ASSIGNMENT:
Among the lines of data below, reproduce only those from the one with "OpenLDAP directory component." through the one with "use crate::config::Config;", exactly as they stand, both ends included.

Data items
%%

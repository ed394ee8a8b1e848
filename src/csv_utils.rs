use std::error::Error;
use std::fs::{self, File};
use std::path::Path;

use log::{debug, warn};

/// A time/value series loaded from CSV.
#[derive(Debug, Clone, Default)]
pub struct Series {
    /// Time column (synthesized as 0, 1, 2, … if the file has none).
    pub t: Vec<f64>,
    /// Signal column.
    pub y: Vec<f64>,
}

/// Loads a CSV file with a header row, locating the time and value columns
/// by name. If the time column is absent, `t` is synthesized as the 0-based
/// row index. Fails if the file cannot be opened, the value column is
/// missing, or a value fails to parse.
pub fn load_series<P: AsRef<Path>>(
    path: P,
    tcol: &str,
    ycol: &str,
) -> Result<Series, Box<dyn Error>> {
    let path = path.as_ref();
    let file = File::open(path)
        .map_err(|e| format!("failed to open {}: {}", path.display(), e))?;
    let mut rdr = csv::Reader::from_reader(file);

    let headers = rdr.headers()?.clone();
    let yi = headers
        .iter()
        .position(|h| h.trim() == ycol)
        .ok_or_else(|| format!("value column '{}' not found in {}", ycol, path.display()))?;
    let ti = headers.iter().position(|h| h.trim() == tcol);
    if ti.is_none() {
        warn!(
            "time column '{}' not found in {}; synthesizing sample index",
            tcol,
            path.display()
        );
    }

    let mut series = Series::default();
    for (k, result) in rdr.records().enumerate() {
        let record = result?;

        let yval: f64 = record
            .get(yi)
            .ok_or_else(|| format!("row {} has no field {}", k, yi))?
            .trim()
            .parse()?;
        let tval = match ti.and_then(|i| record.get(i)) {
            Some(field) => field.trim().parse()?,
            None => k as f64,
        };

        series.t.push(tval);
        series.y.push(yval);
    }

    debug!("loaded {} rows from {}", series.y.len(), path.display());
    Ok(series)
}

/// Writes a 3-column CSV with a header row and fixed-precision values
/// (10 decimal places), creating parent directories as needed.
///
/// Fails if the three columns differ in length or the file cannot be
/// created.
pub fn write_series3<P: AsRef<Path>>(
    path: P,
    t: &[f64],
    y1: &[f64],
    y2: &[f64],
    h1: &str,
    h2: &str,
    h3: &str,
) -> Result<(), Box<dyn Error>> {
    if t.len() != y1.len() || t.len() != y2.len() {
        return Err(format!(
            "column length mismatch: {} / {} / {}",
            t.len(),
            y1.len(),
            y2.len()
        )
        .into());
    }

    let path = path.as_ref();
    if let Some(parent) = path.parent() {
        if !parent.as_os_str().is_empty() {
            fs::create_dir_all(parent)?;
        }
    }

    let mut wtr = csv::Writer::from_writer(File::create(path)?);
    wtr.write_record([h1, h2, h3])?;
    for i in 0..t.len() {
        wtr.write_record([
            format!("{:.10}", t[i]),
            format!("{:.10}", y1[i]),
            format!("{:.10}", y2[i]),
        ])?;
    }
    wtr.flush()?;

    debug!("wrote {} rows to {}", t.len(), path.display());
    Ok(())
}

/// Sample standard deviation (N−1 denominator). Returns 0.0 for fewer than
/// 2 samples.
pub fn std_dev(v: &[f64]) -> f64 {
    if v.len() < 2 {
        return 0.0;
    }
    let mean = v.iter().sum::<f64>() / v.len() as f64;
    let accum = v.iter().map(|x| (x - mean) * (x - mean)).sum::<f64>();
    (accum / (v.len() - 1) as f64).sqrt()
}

%%
%%

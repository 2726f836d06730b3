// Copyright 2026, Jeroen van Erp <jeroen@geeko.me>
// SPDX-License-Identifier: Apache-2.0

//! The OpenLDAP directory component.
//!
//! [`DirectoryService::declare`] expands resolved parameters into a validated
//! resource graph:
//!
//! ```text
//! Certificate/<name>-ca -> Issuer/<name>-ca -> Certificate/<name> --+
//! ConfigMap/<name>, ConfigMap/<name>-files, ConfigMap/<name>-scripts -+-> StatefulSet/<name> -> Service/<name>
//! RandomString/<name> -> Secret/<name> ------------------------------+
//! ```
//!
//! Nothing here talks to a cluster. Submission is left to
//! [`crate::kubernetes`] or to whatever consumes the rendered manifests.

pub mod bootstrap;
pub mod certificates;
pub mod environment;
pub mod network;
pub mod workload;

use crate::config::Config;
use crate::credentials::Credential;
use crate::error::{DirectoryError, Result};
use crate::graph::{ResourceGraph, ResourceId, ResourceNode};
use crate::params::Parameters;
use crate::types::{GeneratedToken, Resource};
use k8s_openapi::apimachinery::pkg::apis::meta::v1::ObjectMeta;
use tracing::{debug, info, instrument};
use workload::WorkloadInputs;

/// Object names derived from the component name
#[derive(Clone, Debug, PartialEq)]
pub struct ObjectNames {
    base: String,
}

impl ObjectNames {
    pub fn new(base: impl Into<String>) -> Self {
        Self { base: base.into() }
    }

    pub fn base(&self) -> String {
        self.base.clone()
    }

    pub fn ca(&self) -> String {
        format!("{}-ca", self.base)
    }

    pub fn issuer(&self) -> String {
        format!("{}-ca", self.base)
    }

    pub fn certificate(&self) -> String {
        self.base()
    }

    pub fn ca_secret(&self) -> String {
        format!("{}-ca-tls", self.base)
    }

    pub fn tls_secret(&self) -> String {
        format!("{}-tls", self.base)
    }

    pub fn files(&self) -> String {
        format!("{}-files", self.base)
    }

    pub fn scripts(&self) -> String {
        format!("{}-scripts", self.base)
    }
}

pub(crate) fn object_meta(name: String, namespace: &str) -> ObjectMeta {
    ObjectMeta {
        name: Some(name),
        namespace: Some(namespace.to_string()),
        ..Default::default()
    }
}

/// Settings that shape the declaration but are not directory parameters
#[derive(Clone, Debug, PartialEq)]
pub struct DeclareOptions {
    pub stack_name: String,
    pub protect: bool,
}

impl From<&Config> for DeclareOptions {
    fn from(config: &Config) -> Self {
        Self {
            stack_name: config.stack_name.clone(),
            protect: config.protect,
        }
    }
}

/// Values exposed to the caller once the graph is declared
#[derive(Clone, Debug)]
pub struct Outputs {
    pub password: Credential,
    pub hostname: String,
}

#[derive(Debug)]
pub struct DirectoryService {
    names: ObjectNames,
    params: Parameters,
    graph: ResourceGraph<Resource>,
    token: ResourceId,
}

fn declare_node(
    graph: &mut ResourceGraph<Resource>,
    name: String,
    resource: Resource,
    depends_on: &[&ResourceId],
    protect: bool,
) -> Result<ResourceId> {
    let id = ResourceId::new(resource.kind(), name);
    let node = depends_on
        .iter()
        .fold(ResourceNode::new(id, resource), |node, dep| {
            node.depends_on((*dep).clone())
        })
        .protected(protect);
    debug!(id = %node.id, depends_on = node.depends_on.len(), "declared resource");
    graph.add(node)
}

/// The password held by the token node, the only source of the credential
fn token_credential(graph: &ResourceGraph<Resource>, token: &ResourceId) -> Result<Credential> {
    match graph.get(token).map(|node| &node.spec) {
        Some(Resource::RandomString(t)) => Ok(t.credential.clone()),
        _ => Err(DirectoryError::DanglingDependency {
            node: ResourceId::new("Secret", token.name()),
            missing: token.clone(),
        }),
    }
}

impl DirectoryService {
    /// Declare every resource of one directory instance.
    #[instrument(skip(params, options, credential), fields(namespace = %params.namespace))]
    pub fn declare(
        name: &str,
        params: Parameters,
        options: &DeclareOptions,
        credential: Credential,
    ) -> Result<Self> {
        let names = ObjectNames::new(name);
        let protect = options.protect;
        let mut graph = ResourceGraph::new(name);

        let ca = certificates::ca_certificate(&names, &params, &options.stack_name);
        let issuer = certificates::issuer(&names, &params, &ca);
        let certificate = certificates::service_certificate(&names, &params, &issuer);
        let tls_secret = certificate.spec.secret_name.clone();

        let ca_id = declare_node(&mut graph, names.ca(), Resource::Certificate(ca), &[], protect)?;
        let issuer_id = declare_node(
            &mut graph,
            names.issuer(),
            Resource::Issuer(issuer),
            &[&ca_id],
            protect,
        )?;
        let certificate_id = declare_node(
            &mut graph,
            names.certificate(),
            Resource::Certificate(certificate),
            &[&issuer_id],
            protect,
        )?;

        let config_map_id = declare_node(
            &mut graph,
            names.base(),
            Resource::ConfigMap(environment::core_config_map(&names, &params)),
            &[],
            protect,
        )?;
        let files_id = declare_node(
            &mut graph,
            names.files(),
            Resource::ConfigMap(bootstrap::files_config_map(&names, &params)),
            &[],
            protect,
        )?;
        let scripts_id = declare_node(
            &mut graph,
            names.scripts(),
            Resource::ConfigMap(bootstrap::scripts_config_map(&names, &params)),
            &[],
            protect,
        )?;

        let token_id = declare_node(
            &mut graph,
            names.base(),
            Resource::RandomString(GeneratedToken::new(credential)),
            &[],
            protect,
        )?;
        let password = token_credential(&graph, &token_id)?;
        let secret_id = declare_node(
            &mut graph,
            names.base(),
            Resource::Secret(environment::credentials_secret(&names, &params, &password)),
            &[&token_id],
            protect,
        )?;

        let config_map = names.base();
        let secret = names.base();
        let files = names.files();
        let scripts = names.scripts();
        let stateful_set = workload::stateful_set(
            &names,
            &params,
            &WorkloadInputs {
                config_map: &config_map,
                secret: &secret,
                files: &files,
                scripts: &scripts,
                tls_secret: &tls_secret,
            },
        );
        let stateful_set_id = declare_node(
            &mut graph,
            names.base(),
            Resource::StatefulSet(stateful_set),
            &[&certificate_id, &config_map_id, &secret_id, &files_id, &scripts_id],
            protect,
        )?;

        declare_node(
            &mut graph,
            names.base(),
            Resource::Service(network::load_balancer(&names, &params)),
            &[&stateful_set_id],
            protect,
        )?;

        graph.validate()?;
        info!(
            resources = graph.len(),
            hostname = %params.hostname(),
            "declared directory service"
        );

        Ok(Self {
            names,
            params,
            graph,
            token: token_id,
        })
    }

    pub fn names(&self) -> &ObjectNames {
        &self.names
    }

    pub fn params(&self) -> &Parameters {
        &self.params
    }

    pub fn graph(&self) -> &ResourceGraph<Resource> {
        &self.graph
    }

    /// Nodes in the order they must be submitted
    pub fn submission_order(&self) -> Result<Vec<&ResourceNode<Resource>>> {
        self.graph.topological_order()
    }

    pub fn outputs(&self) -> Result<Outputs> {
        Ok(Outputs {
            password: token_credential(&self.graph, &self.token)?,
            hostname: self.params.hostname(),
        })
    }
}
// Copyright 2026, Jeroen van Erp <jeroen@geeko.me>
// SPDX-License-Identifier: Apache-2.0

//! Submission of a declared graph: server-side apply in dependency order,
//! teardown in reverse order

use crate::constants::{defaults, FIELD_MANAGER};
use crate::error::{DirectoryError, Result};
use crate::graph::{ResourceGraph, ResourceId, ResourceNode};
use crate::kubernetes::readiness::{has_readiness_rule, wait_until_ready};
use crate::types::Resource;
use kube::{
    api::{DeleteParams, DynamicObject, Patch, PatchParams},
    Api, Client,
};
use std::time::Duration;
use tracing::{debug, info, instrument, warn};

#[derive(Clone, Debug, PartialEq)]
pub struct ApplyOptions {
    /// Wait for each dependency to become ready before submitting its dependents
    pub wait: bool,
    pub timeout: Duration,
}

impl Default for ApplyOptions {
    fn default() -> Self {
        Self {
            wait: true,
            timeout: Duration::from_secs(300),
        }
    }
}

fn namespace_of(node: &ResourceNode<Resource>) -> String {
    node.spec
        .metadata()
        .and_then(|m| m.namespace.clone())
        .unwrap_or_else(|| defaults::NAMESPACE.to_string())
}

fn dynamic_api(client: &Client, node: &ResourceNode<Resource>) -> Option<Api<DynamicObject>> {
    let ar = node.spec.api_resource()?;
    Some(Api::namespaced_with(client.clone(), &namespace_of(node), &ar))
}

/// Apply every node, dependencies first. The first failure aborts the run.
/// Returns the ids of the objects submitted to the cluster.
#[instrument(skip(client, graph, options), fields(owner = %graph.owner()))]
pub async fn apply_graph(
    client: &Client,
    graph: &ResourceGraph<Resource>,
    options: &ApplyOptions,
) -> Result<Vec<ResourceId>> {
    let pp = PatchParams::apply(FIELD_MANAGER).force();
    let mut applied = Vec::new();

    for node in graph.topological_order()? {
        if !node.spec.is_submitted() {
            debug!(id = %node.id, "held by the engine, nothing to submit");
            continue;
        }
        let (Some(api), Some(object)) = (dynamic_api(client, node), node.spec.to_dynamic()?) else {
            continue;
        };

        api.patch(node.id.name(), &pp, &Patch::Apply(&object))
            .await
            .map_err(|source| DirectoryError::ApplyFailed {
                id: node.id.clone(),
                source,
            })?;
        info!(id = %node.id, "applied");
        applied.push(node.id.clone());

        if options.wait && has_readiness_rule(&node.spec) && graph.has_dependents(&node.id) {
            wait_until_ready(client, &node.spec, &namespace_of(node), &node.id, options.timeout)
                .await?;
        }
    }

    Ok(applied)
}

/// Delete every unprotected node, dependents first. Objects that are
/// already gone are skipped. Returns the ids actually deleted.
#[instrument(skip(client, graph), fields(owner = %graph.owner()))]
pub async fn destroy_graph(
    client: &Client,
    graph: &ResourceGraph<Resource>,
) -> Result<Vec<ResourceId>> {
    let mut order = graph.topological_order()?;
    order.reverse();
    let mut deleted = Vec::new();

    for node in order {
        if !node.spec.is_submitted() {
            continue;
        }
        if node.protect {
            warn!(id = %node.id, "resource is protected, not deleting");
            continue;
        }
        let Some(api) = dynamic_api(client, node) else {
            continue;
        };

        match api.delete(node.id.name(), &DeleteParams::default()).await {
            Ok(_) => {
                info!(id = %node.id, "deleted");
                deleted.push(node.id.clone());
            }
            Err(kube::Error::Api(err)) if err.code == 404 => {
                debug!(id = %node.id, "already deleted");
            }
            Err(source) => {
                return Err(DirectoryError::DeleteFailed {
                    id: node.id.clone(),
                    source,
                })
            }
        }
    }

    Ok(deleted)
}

%%
%%

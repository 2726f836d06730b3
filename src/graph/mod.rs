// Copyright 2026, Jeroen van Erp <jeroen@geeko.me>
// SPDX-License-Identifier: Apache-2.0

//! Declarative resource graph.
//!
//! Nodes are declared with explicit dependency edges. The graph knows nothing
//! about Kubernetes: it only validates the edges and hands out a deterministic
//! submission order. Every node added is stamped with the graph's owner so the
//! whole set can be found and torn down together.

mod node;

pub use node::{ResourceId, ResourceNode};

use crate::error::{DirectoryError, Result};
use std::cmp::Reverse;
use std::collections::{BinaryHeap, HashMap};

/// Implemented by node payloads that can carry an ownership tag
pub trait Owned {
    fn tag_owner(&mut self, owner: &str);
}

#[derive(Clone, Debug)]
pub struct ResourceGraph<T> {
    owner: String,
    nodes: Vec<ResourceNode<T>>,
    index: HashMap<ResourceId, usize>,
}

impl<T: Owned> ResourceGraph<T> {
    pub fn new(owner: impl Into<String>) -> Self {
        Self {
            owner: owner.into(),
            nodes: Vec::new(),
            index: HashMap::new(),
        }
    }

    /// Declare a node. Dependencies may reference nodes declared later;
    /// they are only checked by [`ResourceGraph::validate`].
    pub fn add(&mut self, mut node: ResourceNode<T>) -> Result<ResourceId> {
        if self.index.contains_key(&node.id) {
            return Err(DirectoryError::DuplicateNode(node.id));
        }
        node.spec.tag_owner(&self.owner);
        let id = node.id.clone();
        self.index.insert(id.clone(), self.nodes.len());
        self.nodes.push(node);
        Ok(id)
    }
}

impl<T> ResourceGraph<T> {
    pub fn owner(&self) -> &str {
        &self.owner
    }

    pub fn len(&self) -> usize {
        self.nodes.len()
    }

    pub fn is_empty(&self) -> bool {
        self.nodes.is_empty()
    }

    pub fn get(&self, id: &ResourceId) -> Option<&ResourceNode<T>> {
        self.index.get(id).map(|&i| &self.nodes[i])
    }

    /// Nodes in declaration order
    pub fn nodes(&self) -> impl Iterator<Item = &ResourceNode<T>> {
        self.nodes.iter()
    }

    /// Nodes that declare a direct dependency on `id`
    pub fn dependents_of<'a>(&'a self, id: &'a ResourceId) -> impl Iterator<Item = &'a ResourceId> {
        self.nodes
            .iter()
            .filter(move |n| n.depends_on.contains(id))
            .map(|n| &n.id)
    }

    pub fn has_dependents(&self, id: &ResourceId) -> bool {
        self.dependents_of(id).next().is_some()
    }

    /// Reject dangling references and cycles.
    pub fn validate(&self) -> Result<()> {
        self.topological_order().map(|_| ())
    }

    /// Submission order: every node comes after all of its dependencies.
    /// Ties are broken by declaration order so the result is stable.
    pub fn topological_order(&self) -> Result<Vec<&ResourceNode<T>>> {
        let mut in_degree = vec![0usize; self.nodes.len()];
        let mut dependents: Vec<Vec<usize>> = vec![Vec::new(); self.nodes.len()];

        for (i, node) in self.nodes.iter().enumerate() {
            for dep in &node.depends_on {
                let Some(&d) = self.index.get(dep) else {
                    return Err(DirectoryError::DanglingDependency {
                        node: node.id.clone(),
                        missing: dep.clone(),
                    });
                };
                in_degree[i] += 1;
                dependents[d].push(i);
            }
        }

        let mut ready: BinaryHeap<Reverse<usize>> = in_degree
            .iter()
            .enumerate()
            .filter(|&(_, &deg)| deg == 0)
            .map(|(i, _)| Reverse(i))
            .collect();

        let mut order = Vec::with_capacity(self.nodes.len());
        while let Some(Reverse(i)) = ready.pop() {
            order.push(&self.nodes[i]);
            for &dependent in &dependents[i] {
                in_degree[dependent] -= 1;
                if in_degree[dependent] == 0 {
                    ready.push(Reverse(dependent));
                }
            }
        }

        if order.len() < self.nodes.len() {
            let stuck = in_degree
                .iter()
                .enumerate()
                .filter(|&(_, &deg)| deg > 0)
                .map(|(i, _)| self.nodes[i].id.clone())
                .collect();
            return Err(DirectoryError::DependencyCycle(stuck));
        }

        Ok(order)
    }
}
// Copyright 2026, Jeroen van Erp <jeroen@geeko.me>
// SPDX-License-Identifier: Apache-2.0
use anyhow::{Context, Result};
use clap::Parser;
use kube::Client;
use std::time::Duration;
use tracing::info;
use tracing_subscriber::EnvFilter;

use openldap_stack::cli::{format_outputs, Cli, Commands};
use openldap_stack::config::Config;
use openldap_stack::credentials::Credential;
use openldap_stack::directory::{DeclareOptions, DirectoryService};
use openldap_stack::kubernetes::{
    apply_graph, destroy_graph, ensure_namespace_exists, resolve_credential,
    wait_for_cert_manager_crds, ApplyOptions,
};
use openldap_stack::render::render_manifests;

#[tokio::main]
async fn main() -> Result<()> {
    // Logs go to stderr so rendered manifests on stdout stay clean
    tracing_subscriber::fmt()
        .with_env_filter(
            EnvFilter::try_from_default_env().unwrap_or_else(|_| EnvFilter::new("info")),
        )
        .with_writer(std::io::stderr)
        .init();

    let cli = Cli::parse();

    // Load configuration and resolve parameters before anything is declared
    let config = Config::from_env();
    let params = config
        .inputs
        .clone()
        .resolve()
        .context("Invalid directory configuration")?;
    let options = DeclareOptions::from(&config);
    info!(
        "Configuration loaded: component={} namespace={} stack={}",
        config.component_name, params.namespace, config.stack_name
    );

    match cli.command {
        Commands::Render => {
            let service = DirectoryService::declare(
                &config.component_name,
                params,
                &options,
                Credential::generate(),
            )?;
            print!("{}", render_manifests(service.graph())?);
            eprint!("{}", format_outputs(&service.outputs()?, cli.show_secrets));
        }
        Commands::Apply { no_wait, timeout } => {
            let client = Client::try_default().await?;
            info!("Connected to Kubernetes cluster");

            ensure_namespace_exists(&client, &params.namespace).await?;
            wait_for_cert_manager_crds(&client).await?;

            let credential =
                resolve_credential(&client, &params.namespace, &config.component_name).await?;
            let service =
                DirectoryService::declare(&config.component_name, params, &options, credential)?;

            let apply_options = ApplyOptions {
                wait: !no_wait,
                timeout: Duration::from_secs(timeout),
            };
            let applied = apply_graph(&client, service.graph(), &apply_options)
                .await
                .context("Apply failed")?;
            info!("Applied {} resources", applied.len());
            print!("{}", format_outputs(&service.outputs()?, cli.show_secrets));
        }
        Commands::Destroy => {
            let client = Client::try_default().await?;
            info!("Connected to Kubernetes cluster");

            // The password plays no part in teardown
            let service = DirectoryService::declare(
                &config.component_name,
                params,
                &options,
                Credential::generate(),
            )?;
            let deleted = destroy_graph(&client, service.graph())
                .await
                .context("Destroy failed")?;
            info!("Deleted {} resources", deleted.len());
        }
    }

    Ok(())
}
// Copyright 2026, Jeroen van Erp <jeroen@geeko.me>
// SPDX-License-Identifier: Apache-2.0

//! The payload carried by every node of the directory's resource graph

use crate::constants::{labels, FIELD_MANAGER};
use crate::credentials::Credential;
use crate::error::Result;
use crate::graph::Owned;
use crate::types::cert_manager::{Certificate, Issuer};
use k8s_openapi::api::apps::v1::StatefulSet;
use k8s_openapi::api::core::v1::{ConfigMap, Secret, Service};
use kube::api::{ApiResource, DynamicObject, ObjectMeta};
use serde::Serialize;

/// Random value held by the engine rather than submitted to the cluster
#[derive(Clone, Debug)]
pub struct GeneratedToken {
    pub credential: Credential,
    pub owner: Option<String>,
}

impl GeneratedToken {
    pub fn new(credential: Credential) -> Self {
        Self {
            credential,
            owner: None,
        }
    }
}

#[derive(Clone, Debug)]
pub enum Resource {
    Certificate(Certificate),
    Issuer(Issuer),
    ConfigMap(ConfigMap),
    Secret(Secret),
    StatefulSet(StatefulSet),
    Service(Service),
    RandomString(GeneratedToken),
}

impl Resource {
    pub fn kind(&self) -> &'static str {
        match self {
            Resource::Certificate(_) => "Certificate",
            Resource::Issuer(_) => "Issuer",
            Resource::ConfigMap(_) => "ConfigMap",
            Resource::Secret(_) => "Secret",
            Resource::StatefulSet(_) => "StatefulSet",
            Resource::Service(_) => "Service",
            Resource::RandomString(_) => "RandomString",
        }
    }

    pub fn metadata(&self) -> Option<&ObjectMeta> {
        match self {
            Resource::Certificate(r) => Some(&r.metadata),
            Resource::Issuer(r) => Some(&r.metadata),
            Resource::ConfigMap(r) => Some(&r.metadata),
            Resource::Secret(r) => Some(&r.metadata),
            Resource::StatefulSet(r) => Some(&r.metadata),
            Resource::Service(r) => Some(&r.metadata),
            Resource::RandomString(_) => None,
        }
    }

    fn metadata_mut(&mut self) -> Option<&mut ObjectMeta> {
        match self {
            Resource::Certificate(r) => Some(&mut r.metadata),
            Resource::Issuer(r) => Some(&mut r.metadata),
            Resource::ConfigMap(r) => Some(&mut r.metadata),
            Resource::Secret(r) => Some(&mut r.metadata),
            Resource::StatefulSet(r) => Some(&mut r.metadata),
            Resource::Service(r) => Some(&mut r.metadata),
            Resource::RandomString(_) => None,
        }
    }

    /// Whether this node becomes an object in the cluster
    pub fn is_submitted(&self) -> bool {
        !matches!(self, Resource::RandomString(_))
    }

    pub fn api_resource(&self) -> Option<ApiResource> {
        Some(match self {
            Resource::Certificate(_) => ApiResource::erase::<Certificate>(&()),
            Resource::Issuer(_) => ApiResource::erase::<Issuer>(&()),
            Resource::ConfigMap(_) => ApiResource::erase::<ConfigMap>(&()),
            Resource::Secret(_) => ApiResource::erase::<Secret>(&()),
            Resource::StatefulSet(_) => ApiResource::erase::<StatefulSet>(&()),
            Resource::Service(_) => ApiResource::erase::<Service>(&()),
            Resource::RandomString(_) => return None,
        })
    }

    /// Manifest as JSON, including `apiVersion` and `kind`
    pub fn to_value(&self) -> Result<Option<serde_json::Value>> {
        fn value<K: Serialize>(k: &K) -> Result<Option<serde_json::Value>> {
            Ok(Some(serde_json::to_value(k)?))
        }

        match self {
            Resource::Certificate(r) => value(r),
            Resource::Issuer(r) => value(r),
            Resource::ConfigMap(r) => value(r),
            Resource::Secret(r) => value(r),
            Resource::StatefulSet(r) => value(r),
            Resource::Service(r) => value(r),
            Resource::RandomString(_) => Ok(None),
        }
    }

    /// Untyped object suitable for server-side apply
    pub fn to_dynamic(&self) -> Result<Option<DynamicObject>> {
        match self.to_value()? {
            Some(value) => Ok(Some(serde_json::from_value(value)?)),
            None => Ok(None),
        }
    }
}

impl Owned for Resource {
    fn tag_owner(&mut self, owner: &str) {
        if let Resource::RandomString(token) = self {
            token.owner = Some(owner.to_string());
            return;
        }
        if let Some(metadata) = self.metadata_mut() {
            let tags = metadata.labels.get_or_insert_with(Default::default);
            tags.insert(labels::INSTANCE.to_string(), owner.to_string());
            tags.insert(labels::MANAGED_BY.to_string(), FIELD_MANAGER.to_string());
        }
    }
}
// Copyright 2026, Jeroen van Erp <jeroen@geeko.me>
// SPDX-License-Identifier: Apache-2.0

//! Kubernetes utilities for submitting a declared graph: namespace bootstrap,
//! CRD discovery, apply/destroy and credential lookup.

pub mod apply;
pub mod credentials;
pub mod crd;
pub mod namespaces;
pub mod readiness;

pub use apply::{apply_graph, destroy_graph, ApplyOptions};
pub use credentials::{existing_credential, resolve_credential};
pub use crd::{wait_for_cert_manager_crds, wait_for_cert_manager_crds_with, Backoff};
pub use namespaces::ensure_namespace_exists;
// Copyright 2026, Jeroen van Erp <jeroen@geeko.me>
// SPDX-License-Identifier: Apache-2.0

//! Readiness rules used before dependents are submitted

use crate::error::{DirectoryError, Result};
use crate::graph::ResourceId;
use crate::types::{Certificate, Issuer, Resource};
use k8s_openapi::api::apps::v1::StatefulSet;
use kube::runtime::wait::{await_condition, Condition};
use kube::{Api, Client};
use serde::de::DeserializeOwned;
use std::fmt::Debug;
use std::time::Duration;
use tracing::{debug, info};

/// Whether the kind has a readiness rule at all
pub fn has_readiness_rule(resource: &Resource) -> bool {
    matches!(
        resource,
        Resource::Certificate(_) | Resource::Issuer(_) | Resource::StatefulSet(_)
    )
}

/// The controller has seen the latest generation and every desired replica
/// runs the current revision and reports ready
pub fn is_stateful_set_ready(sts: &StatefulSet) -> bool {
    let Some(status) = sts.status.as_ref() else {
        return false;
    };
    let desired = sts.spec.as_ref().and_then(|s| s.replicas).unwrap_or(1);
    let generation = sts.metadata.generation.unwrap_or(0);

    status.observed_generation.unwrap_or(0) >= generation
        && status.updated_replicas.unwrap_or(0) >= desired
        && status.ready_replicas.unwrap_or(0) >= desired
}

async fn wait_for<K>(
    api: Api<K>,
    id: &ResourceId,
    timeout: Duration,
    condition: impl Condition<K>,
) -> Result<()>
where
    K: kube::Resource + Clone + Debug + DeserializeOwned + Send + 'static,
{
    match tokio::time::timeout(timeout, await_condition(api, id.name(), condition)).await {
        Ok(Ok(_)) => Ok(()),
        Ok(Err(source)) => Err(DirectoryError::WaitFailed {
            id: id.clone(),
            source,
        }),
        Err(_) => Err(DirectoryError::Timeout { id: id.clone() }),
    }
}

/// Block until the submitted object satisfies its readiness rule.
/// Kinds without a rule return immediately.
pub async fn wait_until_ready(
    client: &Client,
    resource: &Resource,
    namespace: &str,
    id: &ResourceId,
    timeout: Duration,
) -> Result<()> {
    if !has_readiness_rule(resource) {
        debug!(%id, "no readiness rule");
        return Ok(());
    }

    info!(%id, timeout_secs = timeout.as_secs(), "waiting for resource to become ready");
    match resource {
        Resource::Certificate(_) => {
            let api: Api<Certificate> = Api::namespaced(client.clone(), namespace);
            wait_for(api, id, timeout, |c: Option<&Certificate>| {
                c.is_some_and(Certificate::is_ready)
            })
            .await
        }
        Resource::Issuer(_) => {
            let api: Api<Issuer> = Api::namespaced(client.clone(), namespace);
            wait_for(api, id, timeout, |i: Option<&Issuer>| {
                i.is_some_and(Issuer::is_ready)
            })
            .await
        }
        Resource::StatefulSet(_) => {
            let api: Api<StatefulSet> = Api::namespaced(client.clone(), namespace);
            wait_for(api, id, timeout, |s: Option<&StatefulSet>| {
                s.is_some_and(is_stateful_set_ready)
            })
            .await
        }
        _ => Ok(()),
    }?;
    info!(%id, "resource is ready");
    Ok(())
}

%%

RESPONSE TO THIS TASK:
//! The OpenLDAP directory component.
//!
//! [`DirectoryService::declare`] expands resolved parameters into a validated
//! resource graph:
//!
//! ```text
//! Certificate/<name>-ca -> Issuer/<name>-ca -> Certificate/<name> --+
//! ConfigMap/<name>, ConfigMap/<name>-files, ConfigMap/<name>-scripts -+-> StatefulSet/<name> -> Service/<name>
//! RandomString/<name> -> Secret/<name> ------------------------------+
//! ```
//!
//! Nothing here talks to a cluster. Submission is left to
//! [`crate::kubernetes`] or to whatever consumes the rendered manifests.

pub mod bootstrap;
pub mod certificates;
pub mod environment;
pub mod network;
pub mod workload;

use crate::config::Config;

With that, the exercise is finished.